La industria nuclear de Armenia enfrenta una crisis de relevo generacional cuando los jóvenes no están eligiendo carreras en energía nuclear.
La industria nuclear en Armenia se enfrenta a un reto crucial: el relevo generacional. A pesar de que se espera la construcción de una nueva central nuclear en los próximos 12 años, la falta de especialistas en el país plantea una preocupación creciente. Este año, solo 15 estudiantes eligieron estudiar energía atómica, lo que no es suficiente para cubrir las necesidades futuras del sector.
El panorama empeora al observar que las generaciones actuales que trabajan en la Central Nuclear de Armenia (ANPP) están llegando a la edad de jubilación, y no hay suficientes jóvenes para reemplazarlos.
El Departamento de Energía Térmica y Protección Ambiental de la Universidad Politécnica Nacional de Armenia es la principal institución que prepara especialistas en energía atómica. Sin embargo, la profesora asociada Mary Ghazaryan ha destacado que el número de estudiantes interesados en estas carreras ha disminuido drásticamente en los últimos años. En 2014-2015, grupos de 20 estudiantes se formaban en “Instalaciones de energía nuclear” y “Automatización de la energía atómica”. Hoy en día, estas cifras se han reducido a menos de 10 graduados por año.
“El problema es muy grave”, afirmó Ghazaryan. Los graduados de especialidades como “Física de Reactores Nucleares” no son suficientes para cubrir las necesidades de la industria, lo que hace más urgente abordar la falta de nuevos especialistas. A medida que se aproxima la construcción de una nueva central nuclear, se espera que este déficit se agrave aún más.
Una de las razones por las cuales la industria nuclear no resulta atractiva para los jóvenes es la falta de motivación educativa en comparación con otros sectores energéticos, como el sector solar. Las empresas de energía solar suelen formar a uno o dos especialistas y satisfacen sus necesidades, lo que hace que la demanda en ese sector sea baja. En cambio, la energía nuclear requiere un esfuerzo y una formación mucho más prolongada y especializada, lo que podría estar desalentando a los estudiantes.
El profesor Aram Gevorgyan, jefe del Departamento de Energía Térmica y Protección Ambiental de la Universidad Politécnica, señaló que aunque los operadores actuales de la ANPP no necesitarán ser reemplazados en el corto plazo, la construcción de una nueva central nuclear creará una demanda significativa de nuevos especialistas.

El gobierno ha comenzado a tomar medidas para abordar este problema. En 2023, se ofreció a los estudiantes de energía atómica el derecho de aplazamiento del servicio militar, lo que ha incrementado ligeramente el número de inscritos en estas especialidades.

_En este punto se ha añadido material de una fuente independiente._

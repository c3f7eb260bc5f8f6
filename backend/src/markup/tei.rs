//! TEI converter, for modules encoded with the TEI dictionary/entry
//! vocabulary. Entry-structure tags unwrap to their text; `<w>` carries
//! Strong's lemmas where present; `<note>` subtrees are dropped.

use lazy_static::lazy_static;
use regex::Regex;

use crate::types::ConversionResult;

use super::{decode_entities, tokenize, MarkupConverter, Token};

lazy_static! {
    static ref STRONGS_RE: Regex = Regex::new(r"(?:strong:)?([HG]\d+[a-z]?)$").expect("strongs regex");
}

#[derive(Default)]
pub struct TeiConverter;

impl MarkupConverter for TeiConverter {
    fn convert(&self, raw: &str) -> ConversionResult {
        let mut result = ConversionResult::default();
        let mut text = String::with_capacity(raw.len());
        let mut skip_depth: usize = 0;

        for token in tokenize(raw) {
            match token {
                Token::Text(s) => {
                    if skip_depth == 0 {
                        text.push_str(s);
                    }
                }
                Token::Tag(tag) => {
                    let name = tag.name();
                    if name.eq_ignore_ascii_case("note") {
                        if tag.is_closing() {
                            skip_depth = skip_depth.saturating_sub(1);
                        } else if !tag.is_self_closing() {
                            skip_depth += 1;
                        }
                        continue;
                    }
                    if skip_depth > 0 {
                        continue;
                    }

                    if name.eq_ignore_ascii_case("w") && !tag.is_closing() {
                        if let Some(lemma) = tag.attr("lemma") {
                            for part in lemma.split_whitespace() {
                                if let Some(caps) = STRONGS_RE.captures(part) {
                                    result.strongs.push(caps[1].to_string());
                                }
                            }
                        }
                        continue;
                    }

                    // entry, orth, def, sense, pos, etym, gramGrp, ref,
                    // pron, hi and the rest unwrap to their content.
                }
            }
        }

        result.text = decode_entities(text);
        result
    }
}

No obstante, la ministra de Educación y Cultura, Zhanna Andreasyan, reconoce que esto es solo un pequeño paso.
“En 2023, cuando estaba vigente el procedimiento de aplazamiento, tuvimos 11 ingresos. Aunque no es suficiente, las plazas se cubrieron por orden estatal”, comentó Andreasyan, añadiendo que todavía queda mucho por hacer para atraer más estudiantes a estas áreas críticas.
Según Mary Ghazaryan, la solución al problema del relevo generacional en la industria nuclear requiere una estrecha colaboración entre las universidades, el Estado y el sector privado. Aunque el gobierno ha dado pasos importantes, como el derecho de aplazamiento y el aumento de plazas en las universidades, es esencial que las empresas energéticas, tanto públicas como privadas, desempeñen un papel más activo en la formación y contratación de especialistas.
“Los grandes productores, como las centrales nucleares y las plantas termoeléctricas, deberían desempeñar un papel importante en este sentido,” añadió Ghazaryan, destacando que la inversión del sector privado en la educación de los futuros especialistas es crucial para garantizar el relevo generacional en la industria.
A medida que Armenia se prepara para construir una nueva central nuclear, la cuestión del relevo generacional y la formación de especialistas se vuelve más urgente. Si bien la actual central nuclear puede operar hasta 2036 sin una escasez inmediata de personal, el desafío reside en formar a la próxima generación de expertos. La planificación de la construcción debe ir acompañada de un enfoque integral para asegurar que el país tenga los recursos humanos necesarios para operar estas instalaciones de manera segura y eficiente.
El gobierno y las universidades deberán continuar trabajando en conjunto con el sector privado para garantizar que las nuevas generaciones vean la industria nuclear como una opción viable y atractiva para su futuro profesional.